Carta ao morador do 303.

Paul,

sabendo da sua falta de paciência tentarei ser breve. Não gosto de a coisa ter chegado neste nível, onde tenho que escrever diretamente à você para explicar que há de errado na sua vida. Sei que a minha felicidade, meus inúmeros amigos e minhas noites de sexo – que envolvem mulheres jovens, bem dispostas e bem amadas – têm tirado um pouco o seu sono. Não pelo barulho, como ousa culpar, bem alto, bravejando aos quatro ventos – pela janela, digo. Acho que é o que eu tenho que te incomoda. Sua vida não poderia estar pior, eu vejo pelos seus constantes porres nada divertidos, em bares locais. Você está ficando menos e menos vaidoso meu caro, você anda fedendo, tente cuidar disso. Quando você grita a noite, incomodando quase todo o bairro, e virando piada entre os aposentados como você, eu vejo o quanto a sua dor é grande. Acho que era a hora de pensar o que te fez perseguir essa vida que lhe faz tão infeliz. Esse casamento de fachada, ou melhor, essa masculinidade de fachada, essa familia apertada em um quarto-sala para que você possa dizer aos que te bolinavam na escola militar que mora perto da praia.
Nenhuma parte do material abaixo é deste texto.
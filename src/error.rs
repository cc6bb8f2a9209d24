//! The fatal signal raised by [`Outcome::unwrap`](crate::Outcome::unwrap).
//!
//! Unwrapping a `Failure` is a broken precondition, not a recoverable error,
//! so it never travels through the `Outcome` channel. Instead the error is
//! boxed into an [`UnwrapOnFailure`] and raised as a panic payload.

use std::error::Error as StdError;
use std::fmt;

/// Panic payload carrying the error of an unwrapped `Failure`.
///
/// # Examples
///
/// ```
/// use outcome::{failure, UnwrapOnFailure};
///
/// let caught = std::panic::catch_unwind(|| failure::<i32, _>("disk full").unwrap())
///     .unwrap_err();
/// let signal = caught.downcast::<UnwrapOnFailure<&str>>().unwrap();
/// assert_eq!(signal.error(), &"disk full");
/// ```
#[derive(Debug, Clone, PartialEq, Eq)]
pub struct UnwrapOnFailure<E> {
    error: E,
}

impl<E> UnwrapOnFailure<E> {
    /// Wrap the error of a failed unwrap.
    pub fn new(error: E) -> Self {
        UnwrapOnFailure { error }
    }

    /// The error that was found instead of a value.
    pub fn error(&self) -> &E {
        &self.error
    }

    /// Consume the signal and return the error.
    pub fn into_error(self) -> E {
        self.error
    }
}

impl<E: fmt::Debug> fmt::Display for UnwrapOnFailure<E> {
    fn fmt(&self, f: &mut fmt::Formatter<'_>) -> fmt::Result {
        write!(
            f,
            "called `Outcome::unwrap()` on a `Failure` value: {:?}",
            self.error
        )
    }
}

impl<E: fmt::Debug> StdError for UnwrapOnFailure<E> {}

#[cfg(test)]
mod tests {
    use super::*;

    #[test]
    fn test_display() {
        let signal = UnwrapOnFailure::new("timeout");
        assert_eq!(
            signal.to_string(),
            "called `Outcome::unwrap()` on a `Failure` value: \"timeout\""
        );
    }

    #[test]
    fn test_accessors() {
        let signal = UnwrapOnFailure::new(404);
        assert_eq!(signal.error(), &404);
        assert_eq!(signal.into_error(), 404);
    }

    #[test]
    fn test_is_std_error() {
        let boxed: Box<dyn StdError> = Box::new(UnwrapOnFailure::new(1u8));
        assert!(boxed.source().is_none());
    }
}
Essa tremenda disposição para ser uma pessoa amarga só pode vir de uma insatisfação eterna e interna não? Entenda, não que me incomode o fato de você fazer uma verdadeira algazarra porque eu te mostro um modelo de vida que você nunca ousou perseguir, o que me incomoda é o quanto uma criatura tão miserável me mostra o quanto eu sou feliz.

Eu não devia ler as notícias na dor dos outros.